(Dataset items)

§ §

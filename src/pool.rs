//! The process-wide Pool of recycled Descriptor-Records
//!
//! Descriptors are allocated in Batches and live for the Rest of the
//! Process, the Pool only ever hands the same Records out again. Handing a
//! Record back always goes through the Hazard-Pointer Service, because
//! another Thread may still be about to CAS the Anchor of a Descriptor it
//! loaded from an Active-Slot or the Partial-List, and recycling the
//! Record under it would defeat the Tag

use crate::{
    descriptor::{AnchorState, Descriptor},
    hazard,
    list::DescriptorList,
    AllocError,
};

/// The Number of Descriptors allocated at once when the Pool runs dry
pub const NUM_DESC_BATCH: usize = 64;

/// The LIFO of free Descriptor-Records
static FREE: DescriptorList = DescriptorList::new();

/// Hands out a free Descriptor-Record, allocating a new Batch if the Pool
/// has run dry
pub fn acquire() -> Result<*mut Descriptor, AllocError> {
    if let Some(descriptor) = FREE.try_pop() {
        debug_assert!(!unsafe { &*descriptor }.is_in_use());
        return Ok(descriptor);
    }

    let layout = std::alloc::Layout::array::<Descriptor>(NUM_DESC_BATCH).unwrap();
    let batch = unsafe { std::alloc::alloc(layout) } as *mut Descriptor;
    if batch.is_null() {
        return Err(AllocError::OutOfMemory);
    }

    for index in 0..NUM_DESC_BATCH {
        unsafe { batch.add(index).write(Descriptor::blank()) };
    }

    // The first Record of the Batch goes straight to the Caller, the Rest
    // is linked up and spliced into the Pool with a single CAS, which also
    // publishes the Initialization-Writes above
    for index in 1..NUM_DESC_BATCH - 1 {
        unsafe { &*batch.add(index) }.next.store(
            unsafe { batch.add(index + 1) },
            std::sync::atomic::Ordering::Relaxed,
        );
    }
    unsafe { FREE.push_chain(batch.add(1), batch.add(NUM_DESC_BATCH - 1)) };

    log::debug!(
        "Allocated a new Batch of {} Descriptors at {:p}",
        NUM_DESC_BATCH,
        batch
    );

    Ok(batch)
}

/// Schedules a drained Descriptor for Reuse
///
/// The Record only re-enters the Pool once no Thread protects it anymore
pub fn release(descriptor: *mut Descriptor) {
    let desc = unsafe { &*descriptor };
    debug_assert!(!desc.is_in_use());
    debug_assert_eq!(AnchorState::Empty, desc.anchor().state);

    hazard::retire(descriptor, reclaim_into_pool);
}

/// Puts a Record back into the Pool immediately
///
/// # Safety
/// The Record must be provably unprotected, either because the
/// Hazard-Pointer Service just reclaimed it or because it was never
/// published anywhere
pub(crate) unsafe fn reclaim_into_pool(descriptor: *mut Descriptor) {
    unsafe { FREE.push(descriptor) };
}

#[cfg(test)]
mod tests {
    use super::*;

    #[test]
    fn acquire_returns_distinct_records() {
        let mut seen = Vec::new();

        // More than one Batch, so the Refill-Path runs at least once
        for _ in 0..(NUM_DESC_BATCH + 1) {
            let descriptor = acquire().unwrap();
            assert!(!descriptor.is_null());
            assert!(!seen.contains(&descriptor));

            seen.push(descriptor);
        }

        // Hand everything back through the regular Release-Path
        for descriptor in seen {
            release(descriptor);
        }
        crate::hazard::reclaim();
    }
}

§ §

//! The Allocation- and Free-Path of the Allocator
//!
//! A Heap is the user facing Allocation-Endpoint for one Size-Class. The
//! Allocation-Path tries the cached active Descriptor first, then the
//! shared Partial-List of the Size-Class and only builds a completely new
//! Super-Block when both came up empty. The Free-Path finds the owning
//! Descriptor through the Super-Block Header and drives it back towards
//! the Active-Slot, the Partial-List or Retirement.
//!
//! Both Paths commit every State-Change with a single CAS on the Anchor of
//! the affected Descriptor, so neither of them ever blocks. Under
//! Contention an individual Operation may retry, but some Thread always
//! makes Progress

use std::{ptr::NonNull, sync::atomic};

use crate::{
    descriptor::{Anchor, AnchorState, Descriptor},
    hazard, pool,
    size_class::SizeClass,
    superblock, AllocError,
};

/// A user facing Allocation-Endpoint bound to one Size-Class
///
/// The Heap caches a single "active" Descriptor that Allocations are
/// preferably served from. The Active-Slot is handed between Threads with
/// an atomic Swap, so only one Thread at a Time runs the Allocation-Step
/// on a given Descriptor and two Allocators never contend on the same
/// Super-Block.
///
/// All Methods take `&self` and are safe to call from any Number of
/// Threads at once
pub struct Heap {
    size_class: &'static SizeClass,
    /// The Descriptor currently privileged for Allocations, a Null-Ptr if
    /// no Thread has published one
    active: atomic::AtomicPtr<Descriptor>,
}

§ §

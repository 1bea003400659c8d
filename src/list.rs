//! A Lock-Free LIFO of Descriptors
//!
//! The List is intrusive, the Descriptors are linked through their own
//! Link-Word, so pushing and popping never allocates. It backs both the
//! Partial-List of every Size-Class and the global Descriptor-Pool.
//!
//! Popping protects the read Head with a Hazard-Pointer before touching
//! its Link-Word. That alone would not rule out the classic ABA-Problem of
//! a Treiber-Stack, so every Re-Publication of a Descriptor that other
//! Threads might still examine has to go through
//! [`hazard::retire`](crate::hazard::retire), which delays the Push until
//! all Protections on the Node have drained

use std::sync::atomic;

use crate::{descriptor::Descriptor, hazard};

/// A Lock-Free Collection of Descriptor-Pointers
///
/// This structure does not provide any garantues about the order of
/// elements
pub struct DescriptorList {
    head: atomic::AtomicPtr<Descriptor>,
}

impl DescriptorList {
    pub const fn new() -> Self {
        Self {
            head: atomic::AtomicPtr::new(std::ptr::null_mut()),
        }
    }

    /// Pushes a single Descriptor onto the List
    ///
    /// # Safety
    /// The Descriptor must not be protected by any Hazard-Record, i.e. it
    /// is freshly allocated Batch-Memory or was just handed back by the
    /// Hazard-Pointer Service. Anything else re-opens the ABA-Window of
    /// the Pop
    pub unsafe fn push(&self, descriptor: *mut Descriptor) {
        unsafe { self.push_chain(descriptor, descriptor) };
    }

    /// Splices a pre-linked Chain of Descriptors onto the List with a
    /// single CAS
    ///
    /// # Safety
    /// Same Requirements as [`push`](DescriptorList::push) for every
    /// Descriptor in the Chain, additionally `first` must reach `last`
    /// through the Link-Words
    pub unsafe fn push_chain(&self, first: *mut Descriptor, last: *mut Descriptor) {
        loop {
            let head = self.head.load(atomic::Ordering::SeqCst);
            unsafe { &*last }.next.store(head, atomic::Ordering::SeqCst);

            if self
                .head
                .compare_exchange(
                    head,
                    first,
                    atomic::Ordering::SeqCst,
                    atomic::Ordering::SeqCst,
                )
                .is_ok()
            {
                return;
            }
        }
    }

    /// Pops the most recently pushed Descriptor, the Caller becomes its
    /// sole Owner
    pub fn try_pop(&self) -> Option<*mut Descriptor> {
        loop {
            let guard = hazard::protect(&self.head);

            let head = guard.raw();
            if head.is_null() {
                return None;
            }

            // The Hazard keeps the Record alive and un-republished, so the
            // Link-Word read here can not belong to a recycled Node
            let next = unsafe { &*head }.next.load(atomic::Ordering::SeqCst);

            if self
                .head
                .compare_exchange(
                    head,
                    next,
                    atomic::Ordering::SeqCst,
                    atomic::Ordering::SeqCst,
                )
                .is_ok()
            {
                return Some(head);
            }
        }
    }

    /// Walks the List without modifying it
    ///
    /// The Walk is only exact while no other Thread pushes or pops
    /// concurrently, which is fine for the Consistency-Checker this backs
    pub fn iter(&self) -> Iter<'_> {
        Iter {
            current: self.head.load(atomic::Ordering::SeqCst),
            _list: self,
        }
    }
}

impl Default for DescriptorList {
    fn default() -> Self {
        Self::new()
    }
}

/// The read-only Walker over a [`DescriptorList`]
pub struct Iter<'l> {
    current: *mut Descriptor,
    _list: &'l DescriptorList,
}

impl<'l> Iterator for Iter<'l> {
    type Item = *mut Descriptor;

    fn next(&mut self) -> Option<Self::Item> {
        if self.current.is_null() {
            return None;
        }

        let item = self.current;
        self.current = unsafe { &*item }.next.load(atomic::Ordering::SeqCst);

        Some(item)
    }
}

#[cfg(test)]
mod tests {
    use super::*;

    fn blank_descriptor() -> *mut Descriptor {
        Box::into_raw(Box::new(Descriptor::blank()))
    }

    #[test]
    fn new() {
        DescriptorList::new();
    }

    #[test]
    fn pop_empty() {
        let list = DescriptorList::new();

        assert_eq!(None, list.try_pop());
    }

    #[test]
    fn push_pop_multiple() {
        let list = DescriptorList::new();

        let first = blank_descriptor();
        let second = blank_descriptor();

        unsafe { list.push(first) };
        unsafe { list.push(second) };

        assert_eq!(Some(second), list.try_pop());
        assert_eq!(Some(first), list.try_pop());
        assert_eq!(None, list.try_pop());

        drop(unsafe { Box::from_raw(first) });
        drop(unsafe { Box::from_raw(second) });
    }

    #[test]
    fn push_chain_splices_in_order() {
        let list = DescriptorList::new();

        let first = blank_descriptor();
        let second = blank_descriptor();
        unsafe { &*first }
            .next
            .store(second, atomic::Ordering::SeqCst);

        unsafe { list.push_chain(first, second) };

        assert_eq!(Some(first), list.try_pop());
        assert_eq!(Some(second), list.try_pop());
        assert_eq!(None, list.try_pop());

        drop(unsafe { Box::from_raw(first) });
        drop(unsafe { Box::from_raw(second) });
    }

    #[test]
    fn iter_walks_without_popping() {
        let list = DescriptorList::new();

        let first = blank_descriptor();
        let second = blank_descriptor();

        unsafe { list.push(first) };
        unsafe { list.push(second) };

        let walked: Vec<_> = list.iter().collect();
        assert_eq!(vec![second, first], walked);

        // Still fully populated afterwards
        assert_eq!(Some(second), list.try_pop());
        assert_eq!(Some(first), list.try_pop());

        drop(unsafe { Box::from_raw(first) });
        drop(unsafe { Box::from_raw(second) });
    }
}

§ §

### What is needed:
Reproduce, exactly as they stand in the data above, the lines from the one that holds "return Err(AllocError::OutOfMemory);" to the one that holds "either because the", inclusive.

### Result of this task:
        return Err(AllocError::OutOfMemory);
    }

    for index in 0..NUM_DESC_BATCH {
        unsafe { batch.add(index).write(Descriptor::blank()) };
    }

    // The first Record of the Batch goes straight to the Caller, the Rest
    // is linked up and spliced into the Pool with a single CAS, which also
    // publishes the Initialization-Writes above
    for index in 1..NUM_DESC_BATCH - 1 {
        unsafe { &*batch.add(index) }.next.store(
            unsafe { batch.add(index + 1) },
            std::sync::atomic::Ordering::Relaxed,
        );
    }
    unsafe { FREE.push_chain(batch.add(1), batch.add(NUM_DESC_BATCH - 1)) };

    log::debug!(
        "Allocated a new Batch of {} Descriptors at {:p}",
        NUM_DESC_BATCH,
        batch
    );

    Ok(batch)
}

/// Schedules a drained Descriptor for Reuse
///
/// The Record only re-enters the Pool once no Thread protects it anymore
pub fn release(descriptor: *mut Descriptor) {
    let desc = unsafe { &*descriptor };
    debug_assert!(!desc.is_in_use());
    debug_assert_eq!(AnchorState::Empty, desc.anchor().state);

    hazard::retire(descriptor, reclaim_into_pool);
}

/// Puts a Record back into the Pool immediately
///
/// # Safety
/// The Record must be provably unprotected, either because the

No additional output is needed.